» **WHAT TO DO**
In full and without error, repeat the entries below.

» **PROVIDED DATA**
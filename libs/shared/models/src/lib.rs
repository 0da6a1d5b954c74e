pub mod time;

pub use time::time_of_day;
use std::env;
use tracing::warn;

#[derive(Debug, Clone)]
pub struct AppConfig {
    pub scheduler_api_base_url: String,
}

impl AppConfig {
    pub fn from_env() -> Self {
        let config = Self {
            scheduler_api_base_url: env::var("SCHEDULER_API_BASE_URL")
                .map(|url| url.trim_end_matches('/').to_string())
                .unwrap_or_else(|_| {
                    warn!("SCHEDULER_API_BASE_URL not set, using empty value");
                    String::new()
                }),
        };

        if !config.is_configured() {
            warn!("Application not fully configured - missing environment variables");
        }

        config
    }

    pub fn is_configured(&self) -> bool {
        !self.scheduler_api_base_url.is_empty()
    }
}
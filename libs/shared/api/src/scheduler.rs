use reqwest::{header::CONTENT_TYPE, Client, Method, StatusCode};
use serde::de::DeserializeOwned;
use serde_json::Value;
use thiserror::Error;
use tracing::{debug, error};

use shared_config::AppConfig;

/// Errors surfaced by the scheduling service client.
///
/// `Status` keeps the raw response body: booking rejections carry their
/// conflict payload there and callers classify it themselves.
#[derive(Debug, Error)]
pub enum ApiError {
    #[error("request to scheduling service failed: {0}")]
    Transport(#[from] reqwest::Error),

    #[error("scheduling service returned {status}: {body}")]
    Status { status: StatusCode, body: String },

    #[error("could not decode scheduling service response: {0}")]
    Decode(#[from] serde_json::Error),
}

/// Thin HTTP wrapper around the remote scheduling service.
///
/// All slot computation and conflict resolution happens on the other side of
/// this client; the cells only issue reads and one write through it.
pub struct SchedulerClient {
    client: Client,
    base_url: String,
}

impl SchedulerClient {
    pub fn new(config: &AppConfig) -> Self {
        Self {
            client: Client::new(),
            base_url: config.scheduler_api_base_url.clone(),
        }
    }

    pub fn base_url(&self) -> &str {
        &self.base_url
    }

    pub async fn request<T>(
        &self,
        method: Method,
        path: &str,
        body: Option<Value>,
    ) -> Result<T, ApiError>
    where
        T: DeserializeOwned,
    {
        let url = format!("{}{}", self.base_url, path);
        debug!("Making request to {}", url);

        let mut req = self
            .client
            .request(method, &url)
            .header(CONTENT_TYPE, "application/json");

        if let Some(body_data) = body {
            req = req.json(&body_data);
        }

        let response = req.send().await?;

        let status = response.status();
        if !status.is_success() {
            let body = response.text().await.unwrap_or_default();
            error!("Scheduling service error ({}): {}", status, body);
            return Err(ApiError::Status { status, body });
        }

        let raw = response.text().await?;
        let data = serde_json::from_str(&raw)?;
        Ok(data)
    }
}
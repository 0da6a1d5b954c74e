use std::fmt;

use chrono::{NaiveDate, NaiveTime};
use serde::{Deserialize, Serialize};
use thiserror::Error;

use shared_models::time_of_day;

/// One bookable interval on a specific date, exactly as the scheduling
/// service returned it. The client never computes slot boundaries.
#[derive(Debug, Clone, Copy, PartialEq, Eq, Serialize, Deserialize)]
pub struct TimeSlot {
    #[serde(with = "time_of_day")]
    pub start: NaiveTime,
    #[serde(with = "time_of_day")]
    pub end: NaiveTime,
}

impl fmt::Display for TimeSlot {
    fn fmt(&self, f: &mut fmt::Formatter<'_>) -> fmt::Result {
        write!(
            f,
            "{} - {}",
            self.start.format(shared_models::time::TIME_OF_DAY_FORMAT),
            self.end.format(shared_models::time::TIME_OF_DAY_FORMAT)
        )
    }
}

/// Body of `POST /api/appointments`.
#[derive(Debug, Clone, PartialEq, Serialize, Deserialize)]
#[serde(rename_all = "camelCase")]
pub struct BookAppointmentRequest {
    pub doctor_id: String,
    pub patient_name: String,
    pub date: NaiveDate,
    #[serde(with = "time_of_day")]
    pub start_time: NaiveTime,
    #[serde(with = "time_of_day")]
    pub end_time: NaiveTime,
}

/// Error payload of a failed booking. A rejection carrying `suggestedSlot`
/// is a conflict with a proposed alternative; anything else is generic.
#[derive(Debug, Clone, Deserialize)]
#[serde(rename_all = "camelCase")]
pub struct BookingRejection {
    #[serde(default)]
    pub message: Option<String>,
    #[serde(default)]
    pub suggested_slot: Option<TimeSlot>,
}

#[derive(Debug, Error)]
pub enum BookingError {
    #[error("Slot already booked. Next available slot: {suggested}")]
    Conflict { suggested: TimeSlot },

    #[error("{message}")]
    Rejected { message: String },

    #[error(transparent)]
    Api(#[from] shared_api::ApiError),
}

» **YOUR SOLUTION**
filename libs/shared/models/src/lib.rs
repository 0da6a1d5b954c74e
pub mod time;

pub use time::time_of_day;
use std::env;
use tracing::warn;

#[derive(Debug, Clone)]
pub struct AppConfig {
    pub scheduler_api_base_url: String,
}

impl AppConfig {
    pub fn from_env() -> Self {
        let config = Self {
            scheduler_api_base_url: env::var("SCHEDULER_API_BASE_URL")
                .map(|url| url.trim_end_matches('/').to_string())
                .unwrap_or_else(|_| {
                    warn!("SCHEDULER_API_BASE_URL not set, using empty value");
                    String::new()
                }),
        };

        if !config.is_configured() {
            warn!("Application not fully configured - missing environment variables");
        }

        config
    }

    pub fn is_configured(&self) -> bool {
        !self.scheduler_api_base_url.is_empty()
    }
}
filename libs/shared/api/src/scheduler.rs
use reqwest::{header::CONTENT_TYPE, Client, Method, StatusCode};
use serde::de::DeserializeOwned;
use serde_json::Value;
use thiserror::Error;
use tracing::{debug, error};

use shared_config::AppConfig;

/// Errors surfaced by the scheduling service client.
///
/// `Status` keeps the raw response body: booking rejections carry their
/// conflict payload there and callers classify it themselves.
#[derive(Debug, Error)]
pub enum ApiError {
    #[error("request to scheduling service failed: {0}")]
    Transport(#[from] reqwest::Error),

    #[error("scheduling service returned {status}: {body}")]
    Status { status: StatusCode, body: String },

    #[error("could not decode scheduling service response: {0}")]
    Decode(#[from] serde_json::Error),
}

/// Thin HTTP wrapper around the remote scheduling service.
///
/// All slot computation and conflict resolution happens on the other side of
/// this client; the cells only issue reads and one write through it.
pub struct SchedulerClient {
    client: Client,
    base_url: String,
}

impl SchedulerClient {
    pub fn new(config: &AppConfig) -> Self {
        Self {
            client: Client::new(),
            base_url: config.scheduler_api_base_url.clone(),
        }
    }

    pub fn base_url(&self) -> &str {
        &self.base_url
    }

    pub async fn request<T>(
        &self,
        method: Method,
        path: &str,
        body: Option<Value>,
    ) -> Result<T, ApiError>
    where
        T: DeserializeOwned,
    {
        let url = format!("{}{}", self.base_url, path);
        debug!("Making request to {}", url);

        let mut req = self
            .client
            .request(method, &url)
            .header(CONTENT_TYPE, "application/json");

        if let Some(body_data) = body {
            req = req.json(&body_data);
        }

        let response = req.send().await?;

        let status = response.status();
        if !status.is_success() {
            let body = response.text().await.unwrap_or_default();
            error!("Scheduling service error ({}): {}", status, body);
            return Err(ApiError::Status { status, body });
        }

        let raw = response.text().await?;
        let data = serde_json::from_str(&raw)?;
        Ok(data)
    }
}
repository 0da6a1d5b954c74e
use std::fmt;

use chrono::{NaiveDate, NaiveTime};
use serde::{Deserialize, Serialize};
use thiserror::Error;

use shared_models::time_of_day;

/// One bookable interval on a specific date, exactly as the scheduling
/// service returned it. The client never computes slot boundaries.
#[derive(Debug, Clone, Copy, PartialEq, Eq, Serialize, Deserialize)]
pub struct TimeSlot {
    #[serde(with = "time_of_day")]
    pub start: NaiveTime,
    #[serde(with = "time_of_day")]
    pub end: NaiveTime,
}

impl fmt::Display for TimeSlot {
    fn fmt(&self, f: &mut fmt::Formatter<'_>) -> fmt::Result {
        write!(
            f,
            "{} - {}",
            self.start.format(shared_models::time::TIME_OF_DAY_FORMAT),
            self.end.format(shared_models::time::TIME_OF_DAY_FORMAT)
        )
    }
}

/// Body of `POST /api/appointments`.
#[derive(Debug, Clone, PartialEq, Serialize, Deserialize)]
#[serde(rename_all = "camelCase")]
pub struct BookAppointmentRequest {
    pub doctor_id: String,
    pub patient_name: String,
    pub date: NaiveDate,
    #[serde(with = "time_of_day")]
    pub start_time: NaiveTime,
    #[serde(with = "time_of_day")]
    pub end_time: NaiveTime,
}

/// Error payload of a failed booking. A rejection carrying `suggestedSlot`
/// is a conflict with a proposed alternative; anything else is generic.
#[derive(Debug, Clone, Deserialize)]
#[serde(rename_all = "camelCase")]
pub struct BookingRejection {
    #[serde(default)]
    pub message: Option<String>,
    #[serde(default)]
    pub suggested_slot: Option<TimeSlot>,
}

#[derive(Debug, Error)]
pub enum BookingError {
    #[error("Slot already booked. Next available slot: {suggested}")]
    Conflict { suggested: TimeSlot },

    #[error("{message}")]
    Rejected { message: String },

    #[error(transparent)]
    Api(#[from] shared_api::ApiError),
}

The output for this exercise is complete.